_Given data_
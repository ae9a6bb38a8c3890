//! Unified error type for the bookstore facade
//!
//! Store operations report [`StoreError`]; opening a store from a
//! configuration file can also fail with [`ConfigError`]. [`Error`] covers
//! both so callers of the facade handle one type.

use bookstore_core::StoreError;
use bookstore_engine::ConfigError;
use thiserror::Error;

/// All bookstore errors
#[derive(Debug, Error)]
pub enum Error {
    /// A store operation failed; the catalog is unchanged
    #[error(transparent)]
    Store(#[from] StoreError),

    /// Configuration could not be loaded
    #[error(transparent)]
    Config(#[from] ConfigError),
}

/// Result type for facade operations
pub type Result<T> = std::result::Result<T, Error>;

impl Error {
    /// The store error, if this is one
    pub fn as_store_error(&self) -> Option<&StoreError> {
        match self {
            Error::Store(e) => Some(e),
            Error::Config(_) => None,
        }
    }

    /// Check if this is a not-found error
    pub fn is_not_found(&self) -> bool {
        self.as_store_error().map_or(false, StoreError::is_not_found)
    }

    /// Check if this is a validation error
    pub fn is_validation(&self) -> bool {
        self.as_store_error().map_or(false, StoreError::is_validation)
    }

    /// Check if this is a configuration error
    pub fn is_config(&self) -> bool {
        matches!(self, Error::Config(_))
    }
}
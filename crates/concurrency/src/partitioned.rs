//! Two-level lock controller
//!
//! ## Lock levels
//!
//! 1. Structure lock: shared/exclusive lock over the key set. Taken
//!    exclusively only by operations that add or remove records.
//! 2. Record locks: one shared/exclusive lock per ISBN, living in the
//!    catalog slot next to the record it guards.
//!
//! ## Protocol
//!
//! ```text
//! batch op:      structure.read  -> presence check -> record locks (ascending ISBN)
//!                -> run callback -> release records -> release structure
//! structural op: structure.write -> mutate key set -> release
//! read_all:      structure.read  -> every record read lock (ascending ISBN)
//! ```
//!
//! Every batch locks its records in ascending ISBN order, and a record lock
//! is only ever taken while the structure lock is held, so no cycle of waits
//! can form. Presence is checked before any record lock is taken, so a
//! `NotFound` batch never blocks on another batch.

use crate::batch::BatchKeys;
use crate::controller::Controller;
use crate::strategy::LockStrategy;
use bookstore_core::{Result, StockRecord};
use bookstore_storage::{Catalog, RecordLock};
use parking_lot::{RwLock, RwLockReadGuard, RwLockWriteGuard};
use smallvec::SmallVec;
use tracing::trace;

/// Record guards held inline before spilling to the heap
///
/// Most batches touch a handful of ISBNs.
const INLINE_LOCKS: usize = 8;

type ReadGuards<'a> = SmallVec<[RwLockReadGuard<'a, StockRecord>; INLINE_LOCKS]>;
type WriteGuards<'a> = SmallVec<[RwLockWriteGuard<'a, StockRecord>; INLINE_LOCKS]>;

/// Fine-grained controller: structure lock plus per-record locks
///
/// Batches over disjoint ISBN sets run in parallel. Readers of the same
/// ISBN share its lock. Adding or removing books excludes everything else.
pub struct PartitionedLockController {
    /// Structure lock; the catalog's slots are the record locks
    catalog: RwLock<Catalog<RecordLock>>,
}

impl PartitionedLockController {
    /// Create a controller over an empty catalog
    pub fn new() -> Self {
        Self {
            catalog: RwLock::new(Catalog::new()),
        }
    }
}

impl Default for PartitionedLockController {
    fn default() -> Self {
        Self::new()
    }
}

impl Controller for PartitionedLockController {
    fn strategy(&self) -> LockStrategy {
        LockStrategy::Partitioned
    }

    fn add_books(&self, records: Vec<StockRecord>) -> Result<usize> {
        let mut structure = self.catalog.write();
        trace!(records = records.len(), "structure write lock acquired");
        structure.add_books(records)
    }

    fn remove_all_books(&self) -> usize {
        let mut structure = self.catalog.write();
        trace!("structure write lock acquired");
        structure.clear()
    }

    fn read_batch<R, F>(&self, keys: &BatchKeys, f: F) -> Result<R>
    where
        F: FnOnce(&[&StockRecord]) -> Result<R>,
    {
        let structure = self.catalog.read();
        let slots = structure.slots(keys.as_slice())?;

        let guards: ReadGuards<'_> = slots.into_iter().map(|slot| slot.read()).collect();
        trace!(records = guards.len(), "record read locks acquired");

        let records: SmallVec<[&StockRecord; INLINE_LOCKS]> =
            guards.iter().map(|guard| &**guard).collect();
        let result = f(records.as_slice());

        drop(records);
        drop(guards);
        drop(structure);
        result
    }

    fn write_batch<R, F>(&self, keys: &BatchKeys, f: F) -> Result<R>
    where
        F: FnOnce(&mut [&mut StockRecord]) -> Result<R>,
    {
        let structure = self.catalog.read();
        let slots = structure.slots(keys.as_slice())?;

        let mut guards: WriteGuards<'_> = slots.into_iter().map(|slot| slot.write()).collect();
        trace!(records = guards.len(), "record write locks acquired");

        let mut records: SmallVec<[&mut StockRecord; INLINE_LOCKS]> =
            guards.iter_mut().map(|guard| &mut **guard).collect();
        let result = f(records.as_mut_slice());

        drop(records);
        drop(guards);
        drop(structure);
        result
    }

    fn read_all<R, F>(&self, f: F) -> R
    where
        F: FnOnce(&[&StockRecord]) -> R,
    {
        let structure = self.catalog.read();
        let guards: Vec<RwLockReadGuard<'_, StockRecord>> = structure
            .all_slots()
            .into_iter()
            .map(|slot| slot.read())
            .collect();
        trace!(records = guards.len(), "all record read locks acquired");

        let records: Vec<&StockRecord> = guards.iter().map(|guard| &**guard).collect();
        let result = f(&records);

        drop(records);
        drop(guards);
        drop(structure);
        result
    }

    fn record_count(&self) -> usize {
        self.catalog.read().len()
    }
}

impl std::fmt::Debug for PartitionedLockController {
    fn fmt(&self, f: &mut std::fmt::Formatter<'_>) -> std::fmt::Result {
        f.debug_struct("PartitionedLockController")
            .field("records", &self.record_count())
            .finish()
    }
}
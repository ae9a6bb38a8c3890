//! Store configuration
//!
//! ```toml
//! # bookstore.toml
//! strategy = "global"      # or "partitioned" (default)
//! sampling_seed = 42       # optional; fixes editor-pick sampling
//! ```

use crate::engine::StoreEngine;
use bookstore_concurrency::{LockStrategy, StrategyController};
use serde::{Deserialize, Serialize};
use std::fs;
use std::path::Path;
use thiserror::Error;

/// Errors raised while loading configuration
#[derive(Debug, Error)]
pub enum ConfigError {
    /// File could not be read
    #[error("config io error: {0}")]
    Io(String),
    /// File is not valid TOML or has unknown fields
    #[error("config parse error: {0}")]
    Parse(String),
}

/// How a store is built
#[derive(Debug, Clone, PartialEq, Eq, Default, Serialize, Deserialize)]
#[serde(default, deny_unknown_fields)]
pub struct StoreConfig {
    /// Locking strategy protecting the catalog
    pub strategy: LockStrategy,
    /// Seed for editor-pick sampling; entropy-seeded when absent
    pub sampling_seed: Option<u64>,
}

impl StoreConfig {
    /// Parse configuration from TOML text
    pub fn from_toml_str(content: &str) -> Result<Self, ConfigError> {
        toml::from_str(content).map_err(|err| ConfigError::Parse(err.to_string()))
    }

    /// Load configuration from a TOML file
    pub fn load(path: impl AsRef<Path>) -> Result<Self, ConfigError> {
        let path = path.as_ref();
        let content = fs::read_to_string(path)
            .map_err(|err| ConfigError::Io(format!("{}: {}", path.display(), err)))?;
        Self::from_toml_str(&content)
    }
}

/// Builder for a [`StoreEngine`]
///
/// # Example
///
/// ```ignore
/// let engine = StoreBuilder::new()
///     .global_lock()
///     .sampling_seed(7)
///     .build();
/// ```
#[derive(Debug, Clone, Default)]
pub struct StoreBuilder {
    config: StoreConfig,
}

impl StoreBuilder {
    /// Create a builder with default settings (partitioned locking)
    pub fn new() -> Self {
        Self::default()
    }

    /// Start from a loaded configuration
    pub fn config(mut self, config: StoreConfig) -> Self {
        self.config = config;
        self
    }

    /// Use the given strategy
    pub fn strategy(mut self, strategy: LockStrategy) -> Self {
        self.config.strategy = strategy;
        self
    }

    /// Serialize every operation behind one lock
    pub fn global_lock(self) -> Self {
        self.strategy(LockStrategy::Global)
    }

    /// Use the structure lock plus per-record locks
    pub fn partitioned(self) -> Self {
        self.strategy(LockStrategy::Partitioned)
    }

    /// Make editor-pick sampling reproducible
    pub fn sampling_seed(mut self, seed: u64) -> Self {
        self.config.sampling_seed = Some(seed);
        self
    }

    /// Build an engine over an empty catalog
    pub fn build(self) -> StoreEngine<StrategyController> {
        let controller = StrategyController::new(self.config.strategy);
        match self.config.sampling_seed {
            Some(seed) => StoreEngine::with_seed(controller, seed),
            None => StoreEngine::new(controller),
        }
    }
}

_Assigned task_
Take the listing above and repeat exactly the lines from the one containing "use std::path::Path;" through the one containing "has unknown fields", both included.

_Task answer_
use std::path::Path;
use thiserror::Error;

/// Errors raised while loading configuration
#[derive(Debug, Error)]
pub enum ConfigError {
    /// File could not be read
    #[error("config io error: {0}")]
    Io(String),
    /// File is not valid TOML or has unknown fields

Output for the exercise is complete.